By Catherine Moran
I have been a Jason Mraz fan for quite some time. I picked up his first album for $8 in a Best Buy in 2002 before “The Remedy” was a hit and, I’ll admit, it was because of the cute face on the back. I met him after he played at a big show sponsored by a local Boston radio station in 2003, and of course I swooned (see gratuitous photo of me telling Jason “you rock”). Mraz has come into his own since that time, both as an artist and as an advocate of many causes that are also near and dear to my heart, including being green.

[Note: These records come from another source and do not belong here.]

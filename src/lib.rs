use std::io::Write;
use std::path::PathBuf;
use std::process::ExitCode;

use clap::{Parser, Subcommand};
use sqlx_sqlite_unit_mgr::JournalMode;

mod commands;
mod error;
pub mod scenario;

pub use error::{Error, Result};
pub use scenario::{DeleteStrategy, Scenario, ScenarioOutcome};

/// Command-line interface.
#[derive(Parser, Debug)]
#[command(
   name = "wal-cleanup",
   version,
   about = "Check that deleting a SQLite database removes its -wal, -shm and -journal files"
)]
pub struct Cli {
   /// Increase log verbosity (-v debug, -vv trace). RUST_LOG overrides.
   #[arg(short, long, action = clap::ArgAction::Count, global = true)]
   pub verbose: u8,

   #[command(subcommand)]
   pub command: Commands,
}

#[derive(Subcommand, Debug)]
pub enum Commands {
   /// Create a database, delete it, and report any file left behind
   Check {
      /// Directory holding the database files
      #[arg(long)]
      dir: PathBuf,

      /// Database file name
      #[arg(long, default_value = "wal-test.db")]
      name: String,

      /// Journal mode to enable before writing
      #[arg(long, default_value = "wal")]
      mode: JournalMode,

      /// Write stale -wal/-shm files after closing, as a crash would
      #[arg(long)]
      simulate_crash: bool,

      /// Delete only the primary file to reproduce the leak
      #[arg(long)]
      baseline: bool,

      /// Print the outcome as JSON
      #[arg(long)]
      json: bool,
   },
   /// Show which files of a database exist
   Inspect {
      #[arg(long)]
      dir: PathBuf,

      #[arg(long)]
      name: String,

      #[arg(long)]
      json: bool,
   },
   /// Delete every file of a database, opened or not
   Purge {
      #[arg(long)]
      dir: PathBuf,

      #[arg(long)]
      name: String,

      /// Give up confirming removal after this many milliseconds
      #[arg(long, default_value_t = 5000)]
      timeout_ms: u64,

      #[arg(long)]
      json: bool,
   },
}

/// Install the fmt subscriber on stderr. `RUST_LOG` wins over `verbose`.
pub fn init_logging(verbose: u8) {
   use tracing_subscriber::EnvFilter;

   let default_level = match verbose {
      0 => "warn",
      1 => "debug",
      _ => "trace",
   };
   let filter = EnvFilter::try_from_default_env().unwrap_or_else(|_| EnvFilter::new(default_level));

   // A second initialization (e.g. from tests) keeps the first subscriber
   let _ = tracing_subscriber::fmt()
      .with_env_filter(filter)
      .with_writer(std::io::stderr)
      .try_init();
}

/// Run `cli`, printing results to stdout.
pub async fn run(cli: Cli) -> Result<ExitCode> {
   run_to(cli, &mut std::io::stdout()).await
}

/// Run `cli`, writing results to `out`. Logs still go to stderr.
pub async fn run_to(cli: Cli, out: &mut impl Write) -> Result<ExitCode> {
   match cli.command {
      Commands::Check {
         dir,
         name,
         mode,
         simulate_crash,
         baseline,
         json,
      } => {
         let scenario = Scenario {
            name,
            directory: dir,
            journal_mode: mode,
            simulate_crash,
            strategy: if baseline {
               DeleteStrategy::PrimaryOnly
            } else {
               DeleteStrategy::Manager
            },
         };
         commands::check(scenario, json, out).await
      }
      Commands::Inspect { dir, name, json } => commands::inspect(&name, &dir, json, out).await,
      Commands::Purge {
         dir,
         name,
         timeout_ms,
         json,
      } => commands::purge(&name, &dir, timeout_ms, json, out).await,
   }
}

At the beginning, Mr. A-Z was one of my favorite artists because of his irreverent lyrics and the innuendo and wordplay in his songs (you see what he did there?), as well as his ability to sing a 30-minute medley without pause, but nowadays he is one of my favorites for his ability to inspire and educate his listeners. One way in which he is spreading the Green Word is through the latest tour for his new album, Love Is a Four Letter Word. Mraz has done something I’ve never seen another artist do, and that is making his tour as green as possible. I am hopeful that this is the beginning of a fantastic trend for performing artists.
Mraz has a website dedicated solely to the green efforts of the tour, TreeIsAFourLetterWord.org. The site, in association with Reverb, links to carshares for many concert venues that aren’t accessible by public transportation. By texting, either at the concert or any time (text “tree” 85944 to make a $5 donation), five trees will be planted in the Jason Mraz Fan Forest through the Green World Campaign, an organization that plants trees in some of the poorest communities around the world.
The site also announces Mraz’s intention to help reduce the amount of plastic bottles and cups used at the event: “Join Jason in ditching disposable water bottles and bring your (empty) reusable bottle to the show to get FREE WATER!!” Unfortunately, while I brought my empty Klean Kanteen to the Jones Beach Theater, I did not see the Brita FilterForGood Music Project Hydration Station, which could have been because it was—rumor has it—near the entrance, but it also may have been because this Kate spent a good amount of time in line for a t-shirt, and thus didn’t have too much time to wander around before the show. The site asks for volunteers who help “encourage fans to take environmental action,” and (wo)man booths that provide information about Reverb, registering to vote, and farming communities.
Green things I observed at the concert: no one at the merchandise booth was asked if he or she wanted a bag. Bags were available, the majority in paper, though there were a few plastic ones, on the tables, and people could take at their discretion. There was a booth that had a game: try to get a ball into a water bottle, and if you did, you got a reusable bottle. Woo! Seed packets (!!) at the merchandise booth were something I have never seen at a concert; Mraz specifically mentioned the packets during the show as something we could purchase to help make the world a bit greener. Also, I found through Twitter, Mraz’s tour chef asks folks to take the compost from that day of the tour home for their garden. Had I a garden, I would have totally been in on that.
Mraz put on a fabulous show, playing his greatest hits, but also a lot of longtime fan favorites. He told the audience one of his goals with his music is to “educate,” a truly wonderful thing, since his voice has such a far reach (literally!). The man was born to sing – it’s a joy to watch him perform, because you can tell he truly loves it. It’s as if the sounds can’t help but spill from him, and his normal state of being is trying to contain the harmonies that are just waiting to burst from him.
A highlight of the concert included a cover of Bob Marley’s “Everything’s Gonna Be Alright,” during which fans were asked to sing along, dance, sing to the person they came with and to a stranger. A personal favorite moment was when the barefoot Mraz casually lifted his leg up into tree pose, doing a bit of yoga while strummin’ on his guitar. He also sang a song I’d never heard before, and with a line quite poignant for the greenies: “Be kind to the world, she’s everybody’s girl.”
Jason Mraz will continue to be one of my favorite performers, not just because he has my all-time favorite tattoo, because he encourages his audiences to recycle at the end of his shows, because he advocates for gay marriage, because he did a PSA with the Nature Conservancy, or even because he is an avocado farmer who supplies Chipotle. I could go on and on singing the man’s praises, but one of the major reasons I will continue to admire him is because, after asking the audience at Jones Beach to please recycle the waste we produced at the venue, he says such things as: “Always leave the world better than you found it, including the people in it.”
[Final note: while my friend, a fellow Kate, and I waited for the parking lot to empty out—yay, carpooling!—we watched a lone aluminum can blow across the parking lot at top speed. It reminded me of the plastic bag in American Beauty, and also of the fact that we still have a long way to go toward making the world greener…though how anyone can resist entreaties of any kind from Mraz is beyond me.]